Vu la requête inscrite sous le numéro 19549 du rôle et déposée au greffe du tribunal administratif le 24 mars 2005 par Maître Ardavan FATHOLAHZADEH, avocat à la Cour, inscrit au tableau de l’Ordre des avocats à Luxembourg, au nom de Monsieur …, né le 1er mars 1967 à Gomsiqe (Albanie), et de son épouse Madame …, née le 12 mars 1973 à Nanshat (Albanie), agissant tant en leur nom personnel qu’en celui de leurs enfants mineurs …, tous de nationalité albanaise, demeurant actuellement ensemble à L-

6590 Weilerbach, 5, route de Diekirch, tendant à la réformation d’une décision du ministre des Affaires étrangères et de l’Immigration du 29 décembre 2004, rejetant leur demande en reconnaissance du statut de réfugié comme n’étant pas fondée, telle que cette décision a été confirmée par ledit ministre le 21 février 2005, suite à un recours gracieux des demandeurs ;

Vu le mémoire en réponse du délégué du gouvernement déposé au greffe du tribunal administratif le 3 mai 2005 ;

Vu les pièces versées en cause et notamment les décisions entreprises ;

Ouï le juge-rapporteur en son rapport, ainsi que Maître Ardavan FATHOLAHZADEH et Monsieur le délégué du gouvernement Gilles ROTH en leurs plaidoiries respectives.

En date du 18 octobre 2004, Monsieur … et son épouse Madame …, agissant tant en leur nom personnel qu’en celui de leurs enfants mineurs …, introduisirent auprès du service compétent du ministère des Affaires étrangères et de l’Immigration une demande en reconnaissance du statut de réfugié au sens de la Convention de Genève du 28 juillet 1951 relative au statut des réfugiés, approuvée par une loi du 20 mai 1953, et du Protocole relatif au statut des réfugiés, fait à New York, le 31 janvier 1967, approuvé par règlement grand-ducal du 6 janvier 1971, l’ensemble de ces dispositions étant ci-après dénommé « la Convention de Genève ».

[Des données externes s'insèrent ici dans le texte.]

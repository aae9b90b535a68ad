//! Site activation and deactivation across the cluster.

use std::sync::Arc;

use async_trait::async_trait;
use serde_json::Value as JsonValue;

use super::async_runner::{Task, task};
use super::cluster_runner::{ClusterJob, ClusterJobRunner};
use super::types::JobError;
use super::worker::register_cluster_job_handler;
use crate::command_service::CommandService;

pub const SITE_ACTIVATE: &str = "site.activate";
pub const SITE_DEACTIVATE: &str = "site.deactivate";

/// Local site operations on one member.
#[async_trait]
pub trait SiteService: Send + Sync {
    async fn activate(&self, site: &str) -> anyhow::Result<()>;
    async fn deactivate(&self, site: &str) -> anyhow::Result<()>;
}

pub struct SiteActivateJob {
    cluster: ClusterJobRunner,
    sites: Arc<dyn SiteService>,
}

impl SiteActivateJob {
    pub fn new(cluster: ClusterJobRunner, sites: Arc<dyn SiteService>) -> Self {
        Self { cluster, sites }
    }
}

#[async_trait]
impl ClusterJob for SiteActivateJob {
    fn cluster(&self) -> &ClusterJobRunner {
        &self.cluster
    }

    async fn get_initiator_tasks(&self) -> Result<Vec<Task>, JobError> {
        let site = self.cluster.require_site()?;
        self.cluster.base().log(&format!("activating site {site} on all members"));
        Ok(vec![
            self.cluster
                .create_command_task(SITE_ACTIVATE, self.cluster.command_options()),
        ])
    }

    async fn get_worker_tasks(&self) -> Result<Vec<Task>, JobError> {
        let site = self.cluster.require_site()?;
        let sites = self.sites.clone();
        Ok(vec![task(move || async move {
            sites.activate(&site).await?;
            Ok(JsonValue::Bool(true))
        })])
    }
}

pub struct SiteDeactivateJob {
    cluster: ClusterJobRunner,
    sites: Arc<dyn SiteService>,
}

impl SiteDeactivateJob {
    pub fn new(cluster: ClusterJobRunner, sites: Arc<dyn SiteService>) -> Self {
        Self { cluster, sites }
    }
}

#[async_trait]
impl ClusterJob for SiteDeactivateJob {
    fn cluster(&self) -> &ClusterJobRunner {
        &self.cluster
    }

    async fn get_initiator_tasks(&self) -> Result<Vec<Task>, JobError> {
        let site = self.cluster.require_site()?;
        self.cluster.base().log(&format!("deactivating site {site} on all members"));
        Ok(vec![
            self.cluster
                .create_command_task(SITE_DEACTIVATE, self.cluster.command_options()),
        ])
    }

    async fn get_worker_tasks(&self) -> Result<Vec<Task>, JobError> {
        let site = self.cluster.require_site()?;
        let sites = self.sites.clone();
        Ok(vec![task(move || async move {
            sites.deactivate(&site).await?;
            Ok(JsonValue::Bool(true))
        })])
    }
}

/// Register the worker side of both site jobs on `service`.
pub fn register_site_handlers(service: &CommandService, sites: Arc<dyn SiteService>) {
    let activate = sites.clone();
    register_cluster_job_handler(service, SITE_ACTIVATE, move |runner, _| {
        Ok(SiteActivateJob::new(runner, activate.clone()))
    });
    register_cluster_job_handler(service, SITE_DEACTIVATE, move |runner, _| {
        Ok(SiteDeactivateJob::new(runner, sites.clone()))
    });
}

#[cfg(test)]
mod tests {
    use std::sync::Mutex;
    use std::time::Duration;

    use super::*;
    use crate::cluster::StaticClusterRegistry;
    use crate::command_service::CommandOptions;
    use crate::jobs::async_runner::run;
    use crate::jobs::runner::JobRunner;
    use crate::jobs::store::{InMemoryJobRunStore, JobRunStore};
    use crate::jobs::types::JobStatus;
    use clustercmd_core::MemberId;
    use clustercmd_events::InMemoryCommandBroker;
    use serde_json::json;

    #[derive(Default)]
    struct RecordingSites {
        calls: Mutex<Vec<String>>,
    }

    #[async_trait]
    impl SiteService for RecordingSites {
        async fn activate(&self, site: &str) -> anyhow::Result<()> {
            self.calls.lock().unwrap().push(format!("activate {site}"));
            Ok(())
        }

        async fn deactivate(&self, site: &str) -> anyhow::Result<()> {
            anyhow::bail!("site {site} is pinned")
        }
    }

    async fn single_member() -> Arc<CommandService> {
        let me = MemberId::new("m1").unwrap();
        let service = CommandService::new(
            me.clone(),
            Arc::new(InMemoryCommandBroker::new()),
            Arc::new(StaticClusterRegistry::from_ids([me])),
            Some(Duration::from_secs(2)),
        );
        service.init().await.unwrap();
        service
    }

    #[tokio::test]
    async fn activation_runs_on_every_member() {
        let service = single_member().await;
        let sites = Arc::new(RecordingSites::default());
        register_site_handlers(&service, sites.clone());

        let store = InMemoryJobRunStore::arc();
        let job = SiteActivateJob::new(
            ClusterJobRunner::new(JobRunner::new(SITE_ACTIVATE).with_store(store.clone()), service)
                .with_site("blog"),
            sites.clone(),
        );

        let summary = run(&job).await.unwrap();
        assert_eq!(summary["success"], json!(true));
        assert_eq!(summary["site"], json!("blog"));
        assert_eq!(sites.calls.lock().unwrap().clone(), vec!["activate blog"]);

        let record = store.get(job.cluster().id()).unwrap().unwrap();
        assert_eq!(record.status, JobStatus::Completed);
    }

    #[tokio::test]
    async fn worker_failure_fails_initiator() {
        let service = single_member().await;
        register_site_handlers(&service, Arc::new(RecordingSites::default()));

        let job = SiteDeactivateJob::new(
            ClusterJobRunner::new(JobRunner::new(SITE_DEACTIVATE), service).with_site("blog"),
            Arc::new(RecordingSites::default()),
        );

        match run(&job).await.unwrap_err() {
            JobError::MemberFailed { command_type, summary } => {
                assert_eq!(command_type, SITE_DEACTIVATE);
                assert!(summary.contains("pinned"));
            }
            other => panic!("expected member failure, got {other:?}"),
        }
    }

    #[tokio::test]
    async fn worker_without_site_replies_with_error() {
        let service = single_member().await;
        register_site_handlers(&service, Arc::new(RecordingSites::default()));

        let reply = service
            .send_command_get_response(SITE_ACTIVATE, CommandOptions::new().to(service.me().clone()))
            .await
            .unwrap();
        assert_eq!(reply.get("result"), Some(&json!(false)));
        assert!(reply.get_str("error").unwrap().contains("needs a site"));
    }
}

Les époux … furent entendus le même jour par un agent du service de police judiciaire, section police des étrangers et des jeux, de la police grand-ducale, sur leur identité et l’itinéraire suivi pour venir au Luxembourg.

Ils furent entendus séparément en date des 9 et 18 novembre 2004 par un agent du ministère des Affaires étrangères et de l’Immigration sur leur situation et sur les motifs à la base de leur demande en reconnaissance du statut de réfugié.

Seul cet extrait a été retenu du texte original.